Why when deriving Newton's Law of Cooling can we integrate with respect to different variables?

Question

So on Khan Academy where this derivation is performed you are given $\dfrac{dT}{dt} = -k(T-T_a)$, where $T$ is the final temperature and $T_a$ is the, constant, environmental temperature.

From here you would rearrange this equation into $\dfrac{dT}{-k(T-T_a)} = -k\,dt$. However, here is where I am confused. From here the next step seems to be to integrate both sides, but I don't understand why this is possible. On the left side you are integrating with respect to temperature whereas on the right side you are integrating with respect to time.

I always assumed that the reason why we could perform any function like this was because one would always do the exact same thing to both sides of the equation, and I believe that reasoning still holds true. What am I missing here?

Answer 1

The reason this works is that the integral is the anti-differential. Just like you can differentiate both sides, you can do the reverse process and integrate both sides.

Let's look at a simple example:

$x^2 = \sin(y)$.

We can differentiate both sides and get:

$$2x\,dx = \cos(y)\,dy$$

A lot of people want to differentiate "with respect to a variable" but that's actually unnecessary. The "with respect to a variable" part just means dividing by that differential after-the-fact. So, if we differentiated "with respect to q", then we would just divide both sides by $dq$:

$$2x\,\frac{dx}{dq} = \cos(y)\,\frac{dy}{dq}$$

But, there is nothing special about "with respect to" a variable. It just means that after differentiating, we will divide by the differential of that variable.

So, if the differential of our equation is just $2x\,dx = \cos(y)\,dy$, then, we can go the other way by anti-differentiating (also known as integrating):

$$ \int 2x\,dx = \int \cos(y)\,dy \\ x^2 + C_1 = \sin(y) + C_2 $$

It's just the reverse process.
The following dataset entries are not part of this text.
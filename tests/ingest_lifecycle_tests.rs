// tests/ingest_lifecycle_tests.rs
//
// Tests for the ingest-then-serve lifecycle contract:
// - weights gate sample access and go stale on append
// - the documented eviction scenario (5 timesteps into capacity 3)
// - the state-vector transform works standalone, without frames

use slipstream::config::Config;
use slipstream::dataset::{DatasetError, ImitationDataset};
use slipstream::record::TraceRecord;
use slipstream::telemetry::{state_vector, wheel_omega_std, STATE_DIM};
use slipstream::types::Frame;

fn record(n: usize) -> TraceRecord {
    TraceRecord {
        frames: (0..n).map(|_| Frame::filled(96, 96, 3, 105)).collect(),
        speed: vec![10.0; n],
        wheel_omegas: vec![[30.0; 4]; n],
        angular_velocity: vec![0.0; n],
        steering_joint_angle: vec![0.0; n],
        actions: (0..n)
            .map(|i| [0.0, 0.1 * i as f32, 0.0])
            .collect(),
        curvature: (0..n).map(|i| i as f64).collect(),
    }
}

fn lifecycle_config(capacity: usize) -> Config {
    let mut cfg = Config::default();
    cfg.dataset.capacity = capacity;
    cfg.dataset.sampling_stride = 1;
    cfg.dataset.balance_bins = 2;
    cfg.curvature.mean = 0.0;
    cfg.curvature.std = 1.0;
    cfg
}

#[test]
fn test_five_timesteps_into_capacity_three() {
    let mut ds = ImitationDataset::new(lifecycle_config(3));
    let stats = ds.append(&record(5)).expect("append");
    assert_eq!(stats.appended, 5);
    assert_eq!(stats.evicted, 2);
    assert_eq!(ds.len(), 3);

    ds.recompute_weights();
    // The retained window starts at the record's timestep 2, not 0.
    assert_eq!(ds.get(0).expect("sample").curvature, 2.0);
}

#[test]
fn test_reads_are_gated_on_weight_recomputation() {
    let mut ds = ImitationDataset::new(lifecycle_config(10));
    ds.append(&record(4)).expect("append");

    // Non-empty but never recomputed: every read fails.
    assert!(matches!(
        ds.get(0),
        Err(DatasetError::WeightsNotComputed {
            samples: 4,
            weights: 0,
        })
    ));

    ds.recompute_weights();
    assert!(ds.get(0).is_ok());
    assert!(ds.get(3).is_ok());

    // A further append grows the data past the weight array again.
    ds.append(&record(2)).expect("append");
    assert!(matches!(
        ds.get(0),
        Err(DatasetError::WeightsNotComputed {
            samples: 6,
            weights: 4,
        })
    ));
}

#[test]
fn test_index_errors_are_never_clamped() {
    let mut ds = ImitationDataset::new(lifecycle_config(10));
    ds.append(&record(3)).expect("append");
    ds.recompute_weights();

    assert!(matches!(
        ds.get(3),
        Err(DatasetError::IndexOutOfRange { index: 3, len: 3 })
    ));
    assert!(matches!(
        ds.get(100),
        Err(DatasetError::IndexOutOfRange { index: 100, .. })
    ));
}

#[test]
fn test_empty_dataset_lifecycle() {
    let mut ds = ImitationDataset::new(lifecycle_config(10));
    assert_eq!(ds.len(), 0);
    assert!(ds.is_empty());
    // Recompute before any append is benign and yields an empty array.
    assert!(ds.recompute_weights().is_empty());
    // Reads still fail on the index bound.
    assert!(matches!(
        ds.get(0),
        Err(DatasetError::IndexOutOfRange { index: 0, len: 0 })
    ));
}

#[test]
fn test_state_vector_usable_without_frames() {
    // A control loop normalizes live telemetry with no observation around.
    let cfg = Config::default();
    let omegas = [52.0, 55.0, 54.0, 53.0];
    let state = state_vector(18.0, &omegas, 0.4, -0.1, &cfg.telemetry);
    assert_eq!(state.len(), STATE_DIM);

    let slip = wheel_omega_std(&omegas);
    let expected = cfg.telemetry.wheel_omega_std.apply(slip);
    assert!((state[5] - expected).abs() < 1e-6);
}
// src/record.rs
//
// One recorded driving session: aligned per-timestep series of frames,
// telemetry, expert actions, and road curvature. Immutable once loaded;
// the dataset copies out of it and never keeps references into it.

use crate::action::EnvAction;
use crate::telemetry::WHEEL_COUNT;
use crate::types::Frame;

/// Aligned raw time series for one driving session.
///
/// All series must have equal length; `validate` checks the invariant
/// before a record is allowed anywhere near the dataset.
#[derive(Debug, Clone, PartialEq)]
pub struct TraceRecord {
    /// Raw observation frames (H×W×C bytes, pre-crop).
    pub frames: Vec<Frame>,
    /// Vehicle speed per timestep.
    pub speed: Vec<f64>,
    /// Angular velocity of each of the four wheels per timestep.
    pub wheel_omegas: Vec<[f64; WHEEL_COUNT]>,
    /// Vehicle yaw rate per timestep.
    pub angular_velocity: Vec<f64>,
    /// Steering joint angle per timestep.
    pub steering_joint_angle: Vec<f64>,
    /// Expert action per timestep: `[steer, throttle, brake]`.
    pub actions: Vec<EnvAction>,
    /// Road curvature per timestep.
    pub curvature: Vec<f64>,
}

impl TraceRecord {
    /// Empty record, useful as a builder seed.
    pub fn empty() -> Self {
        Self {
            frames: Vec::new(),
            speed: Vec::new(),
            wheel_omegas: Vec::new(),
            angular_velocity: Vec::new(),
            steering_joint_angle: Vec::new(),
            actions: Vec::new(),
            curvature: Vec::new(),
        }
    }

    /// Number of timesteps, defined by the frame series.
    pub fn len(&self) -> usize {
        self.frames.len()
    }

    pub fn is_empty(&self) -> bool {
        self.frames.is_empty()
    }

    /// Check that every series carries one entry per timestep.
    pub fn validate(&self) -> Result<(), RecordError> {
        let expected = self.frames.len();
        let series: [(&'static str, usize); 6] = [
            ("speed", self.speed.len()),
            ("wheel_omegas", self.wheel_omegas.len()),
            ("angular_velocity", self.angular_velocity.len()),
            ("steering_joint_angle", self.steering_joint_angle.len()),
            ("actions", self.actions.len()),
            ("curvature", self.curvature.len()),
        ];
        for (name, got) in series {
            if got != expected {
                return Err(RecordError::MismatchedSeries {
                    series: name,
                    expected,
                    got,
                });
            }
        }
        Ok(())
    }

    /// Indices retained after subsampling with the given stride (every k-th
    /// timestep, starting at 0).
    pub fn subsample_indices(&self, stride: usize) -> impl Iterator<Item = usize> {
        (0..self.len()).step_by(stride.max(1))
    }
}

/// Errors raised by record validation.
#[derive(Debug, Clone, PartialEq, Eq)]
pub enum RecordError {
    /// A series' length disagrees with the frame series.
    MismatchedSeries {
        series: &'static str,
        expected: usize,
        got: usize,
    },
}

impl std::fmt::Display for RecordError {
    fn fmt(&self, f: &mut std::fmt::Formatter<'_>) -> std::fmt::Result {
        match self {
            RecordError::MismatchedSeries {
                series,
                expected,
                got,
            } => write!(
                f,
                "record series '{}' has {} entries, expected {} (one per frame)",
                series, got, expected
            ),
        }
    }
}

impl std::error::Error for RecordError {}
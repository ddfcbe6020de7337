// src/config.rs
//
// Central configuration for the Slipstream dataset pipeline.
// This is the single source of truth for the normalization constants,
// mask geometry, and dataset bounds used by every component. A Config is
// built once (defaults, or a YAML file, or CLI overrides) and injected by
// reference; nothing in the crate reads ambient global state.

use std::path::Path;

use serde::{Deserialize, Serialize};

/// Human-readable config / release version.
pub const CONFIG_VERSION: &str = "0.1.0";

fn config_version() -> &'static str {
    CONFIG_VERSION
}

/// Affine normalization constants for one scalar channel.
///
/// Applied as `(x - mean) / std`. `std` must be non-zero and finite.
#[derive(Debug, Clone, Copy, PartialEq, Serialize, Deserialize)]
pub struct ChannelNorm {
    pub mean: f64,
    pub std: f64,
}

impl ChannelNorm {
    /// Normalize one raw value into model space.
    #[inline]
    pub fn apply(&self, value: f64) -> f32 {
        ((value - self.mean) / self.std) as f32
    }
}

/// Rectangular image region, half-open on both axes (`row_min..row_max`,
/// `col_min..col_max`).
#[derive(Debug, Clone, Copy, PartialEq, Eq, Serialize, Deserialize)]
pub struct HudRegion {
    pub row_min: usize,
    pub row_max: usize,
    pub col_min: usize,
    pub col_max: usize,
}

impl HudRegion {
    /// Whether (row, col) falls inside the region.
    #[inline]
    pub fn contains(&self, y: usize, x: usize) -> bool {
        y >= self.row_min && y < self.row_max && x >= self.col_min && x < self.col_max
    }
}

/// Observation-transform configuration: crop geometry, dashboard blanking,
/// mask thresholds, and pixel normalization.
#[derive(Debug, Clone, PartialEq, Serialize, Deserialize)]
#[serde(default)]
pub struct ObservationConfig {
    /// Number of top rows kept when cropping a frame. The region below the
    /// crop is dashboard / chassis and carries no road information.
    pub crop_height: usize,
    /// On-screen HUD overlay blanked out before mask extraction, in
    /// cropped-frame coordinates.
    pub hud: HudRegion,
    /// Neutral gray value the HUD region is overwritten with. The same value
    /// anchors the drivable-surface tolerance band.
    pub hud_gray: u8,
    /// A pixel whose red channel is strictly above this value counts as a
    /// track marker (chevron).
    pub marker_threshold: u8,
    /// A pixel whose channel mean is within this distance of `hud_gray`
    /// counts as drivable surface.
    pub drivable_tolerance: f64,
    /// Pixel normalization applied when an observation is served.
    pub pixel: ChannelNorm,
    /// Keep all three color channels. When false, stored frames are
    /// collapsed to a single grayscale channel to save memory.
    pub use_color: bool,
}

impl Default for ObservationConfig {
    fn default() -> Self {
        Self {
            crop_height: 84,
            hud: HudRegion {
                row_min: 65,
                row_max: 80,
                col_min: 45,
                col_max: 52,
            },
            hud_gray: 105,
            marker_threshold: 150,
            drivable_tolerance: 15.0,
            pixel: ChannelNorm {
                mean: 105.0,
                std: 60.0,
            },
            use_color: false,
        }
    }
}

/// Per-channel normalization for the telemetry state vector.
#[derive(Debug, Clone, PartialEq, Serialize, Deserialize)]
#[serde(default)]
pub struct TelemetryConfig {
    pub speed: ChannelNorm,
    pub wheel_omega: ChannelNorm,
    /// Normalization for the derived wheel-slip proxy (std across the four
    /// wheel angular velocities).
    pub wheel_omega_std: ChannelNorm,
    pub angular_velocity: ChannelNorm,
    pub steering_joint_angle: ChannelNorm,
}

impl Default for TelemetryConfig {
    fn default() -> Self {
        Self {
            speed: ChannelNorm {
                mean: 17.5,
                std: 10.0,
            },
            wheel_omega: ChannelNorm {
                mean: 55.0,
                std: 30.0,
            },
            wheel_omega_std: ChannelNorm {
                mean: 1.0,
                std: 2.5,
            },
            angular_velocity: ChannelNorm {
                mean: 0.0,
                std: 1.8,
            },
            steering_joint_angle: ChannelNorm {
                mean: 0.0,
                std: 0.35,
            },
        }
    }
}

/// Bounds and knobs for the bounded multi-stream dataset itself.
#[derive(Debug, Clone, PartialEq, Serialize, Deserialize)]
#[serde(default)]
pub struct DatasetConfig {
    /// Maximum number of retained samples. Once exceeded, the oldest samples
    /// are evicted from all streams in lockstep.
    pub capacity: usize,
    /// Number of equal-width bins used when balancing over the acceleration
    /// channel.
    pub balance_bins: usize,
    /// Take every k-th timestep of a record before processing.
    pub sampling_stride: usize,
}

impl Default for DatasetConfig {
    fn default() -> Self {
        Self {
            capacity: 25_000,
            balance_bins: 16,
            sampling_stride: 4,
        }
    }
}

/// Immutable pipeline configuration, injected into every component.
#[derive(Debug, Clone, PartialEq, Serialize, Deserialize)]
#[serde(default)]
pub struct Config {
    /// Config / release version (not read from files).
    #[serde(skip_deserializing, default = "config_version")]
    pub version: &'static str,
    pub observation: ObservationConfig,
    pub telemetry: TelemetryConfig,
    /// Normalization for the road-curvature channel, applied at ingest.
    pub curvature: ChannelNorm,
    pub dataset: DatasetConfig,
}

impl Default for Config {
    fn default() -> Self {
        Self {
            version: CONFIG_VERSION,
            observation: ObservationConfig::default(),
            telemetry: TelemetryConfig::default(),
            curvature: ChannelNorm {
                mean: 0.0,
                std: 0.06,
            },
            dataset: DatasetConfig::default(),
        }
    }
}

impl Config {
    /// Load a config from a YAML file. Missing fields fall back to defaults.
    pub fn from_yaml_file<P: AsRef<Path>>(path: P) -> Result<Self, ConfigError> {
        let path_str = path.as_ref().display().to_string();
        let contents = std::fs::read_to_string(&path).map_err(|e| ConfigError::Io {
            path: path_str,
            source: e.to_string(),
        })?;
        Self::from_yaml_str(&contents)
    }

    /// Parse a config from a YAML string. Missing fields fall back to
    /// defaults; the result is validated before being returned.
    pub fn from_yaml_str(yaml: &str) -> Result<Self, ConfigError> {
        let cfg: Config = serde_yaml::from_str(yaml).map_err(|e| ConfigError::Parse {
            source: e.to_string(),
        })?;
        cfg.validate()?;
        Ok(cfg)
    }

    /// Reject configurations no component can operate under.
    pub fn validate(&self) -> Result<(), ConfigError> {
        fn check_norm(field: &'static str, norm: &ChannelNorm) -> Result<(), ConfigError> {
            if !norm.mean.is_finite() || !norm.std.is_finite() || norm.std == 0.0 {
                return Err(ConfigError::Validation {
                    field: field.to_string(),
                    message: format!(
                        "mean must be finite and std finite and non-zero (got mean={}, std={})",
                        norm.mean, norm.std
                    ),
                });
            }
            Ok(())
        }

        check_norm("observation.pixel", &self.observation.pixel)?;
        check_norm("telemetry.speed", &self.telemetry.speed)?;
        check_norm("telemetry.wheel_omega", &self.telemetry.wheel_omega)?;
        check_norm("telemetry.wheel_omega_std", &self.telemetry.wheel_omega_std)?;
        check_norm("telemetry.angular_velocity", &self.telemetry.angular_velocity)?;
        check_norm(
            "telemetry.steering_joint_angle",
            &self.telemetry.steering_joint_angle,
        )?;
        check_norm("curvature", &self.curvature)?;

        let obs = &self.observation;
        if obs.crop_height == 0 {
            return Err(ConfigError::Validation {
                field: "observation.crop_height".to_string(),
                message: "crop height must be at least 1 row".to_string(),
            });
        }
        if obs.hud.row_min > obs.hud.row_max || obs.hud.col_min > obs.hud.col_max {
            return Err(ConfigError::Validation {
                field: "observation.hud".to_string(),
                message: "HUD region bounds must be ordered".to_string(),
            });
        }
        if obs.hud.row_max > obs.crop_height {
            return Err(ConfigError::Validation {
                field: "observation.hud".to_string(),
                message: format!(
                    "HUD region (rows ..{}) must sit inside the crop (height {})",
                    obs.hud.row_max, obs.crop_height
                ),
            });
        }
        if obs.drivable_tolerance < 0.0 || !obs.drivable_tolerance.is_finite() {
            return Err(ConfigError::Validation {
                field: "observation.drivable_tolerance".to_string(),
                message: "tolerance must be finite and non-negative".to_string(),
            });
        }

        let ds = &self.dataset;
        if ds.capacity == 0 {
            return Err(ConfigError::Validation {
                field: "dataset.capacity".to_string(),
                message: "capacity must be at least 1".to_string(),
            });
        }
        if ds.balance_bins == 0 {
            return Err(ConfigError::Validation {
                field: "dataset.balance_bins".to_string(),
                message: "balancing needs at least one bin".to_string(),
            });
        }
        if ds.sampling_stride == 0 {
            return Err(ConfigError::Validation {
                field: "dataset.sampling_stride".to_string(),
                message: "sampling stride must be at least 1".to_string(),
            });
        }

        Ok(())
    }
}

/// Errors that can occur when loading or validating a config.
#[derive(Debug, Clone)]
pub enum ConfigError {
    Io { path: String, source: String },
    Parse { source: String },
    Validation { field: String, message: String },
}

impl std::fmt::Display for ConfigError {
    fn fmt(&self, f: &mut std::fmt::Formatter<'_>) -> std::fmt::Result {
        match self {
            ConfigError::Io { path, source } => {
                write!(f, "Failed to read config file '{}': {}", path, source)
            }
            ConfigError::Parse { source } => {
                write!(f, "Failed to parse config YAML: {}", source)
            }
            ConfigError::Validation { field, message } => {
                write!(f, "Config validation error in '{}': {}", field, message)
            }
        }
    }
}

impl std::error::Error for ConfigError {}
And, like differentiating, it doesn't require that you integrate "with respect to" any variable. It just requires that the forms match.

Here's another example that's a little more trippy:

$$ \int (x\,dz + z\,dx) = \int dy $$

Here, we can see the left-hand side is the result of the product rule. So, this becomes:

$$ xz + C_1 = y + C_2 $$.

This all works because we are performing the exact same operation to both sides - anti-differentiation. Since neither differentiation nor integrations needs to be "with respect to a variable", it is essentially "symmetric" to both sides, even when they are using different variables.

Answer 2

This is a technique called "separation of variables". I'll start with the simple case that you are used to from the fundamental theorem of calculus.

$$\int f'(x)dx=f(x)+c$$ Now I will substitute in Liebniz notation: $$\int \frac{dy}{dx}dx=f(x)+c$$

Notice we are using the convention $y=f(x)$, so subbing that in $$\int \frac{dy}{dx}dx=y+c$$.

But just like $$\int dx=x+c$$ we have $$\int dy=y+c$$

so replacing the RHS we have

$$\int \frac{dy}{dx}dx=\int dy$$

note we are integrating a function of $x\cdot dx$ on the left and a function of $y$ (in this case 1) times $dy$ on the right.

Now, if we have a function of more than one variably involved in a differential equation, it can get hard to figure out what to do: $$\frac {dy} {dx}=e^{x-2y}+3x-2y$$

However, there's something nice that happens if we can get it to the case that we can "Separate" the variables involved in the function in the RHS to single variable functions multiplied by each other, in other words, if we can write it in the form

$$\frac {dy} {dx}=f(x)g(y)$$

Then we can do the same change of notation we had above by moving the $dx$ to the other side via "multiplication" (not really, but the notation is suggestive and it works) and dividing by $g(y)$ to et $$\frac 1 {g(y)} dy=f(x)dx$$

Now we are just like we were in before, only instead of integrating just $dx$ or $dy$ on one side, we have a function next to it. The idea Liebniz had was that we would be doing little rectangles of "infinitesimal" widths $dy$, $dx$ times the function heights, and integrating would be adding them all up. It turns out that if we live in the real numbers, or most other "nice" (i.e. Archimedean) fields, infinitesimals can't exist, so all of calculus got rebuilt around limits. However, the notation is so suggestive and it turns out to work that we kind of pretend to go along with the old way of thinking.

Answer 3

Your equation in differential form tells you how corresponding changes in $t$ and $T$ are related. To give you an example, suppose you have two discrete quantities $x_i$ and $y_i$ whose increments are related like this $$ y_i-y_{i-1}=2(x_i-x_{i-1}) $$ for $i=1,2,...$, and $x_0=0$, $y_0=1$. Then you can add the left hand sides and the right hand sides to conclude (via cancellation) that $$ y_i=1+2x_i $$ for every $i$. So we performed "integration" w.r.t. $x$ on one side and with respect to $y$ on the other.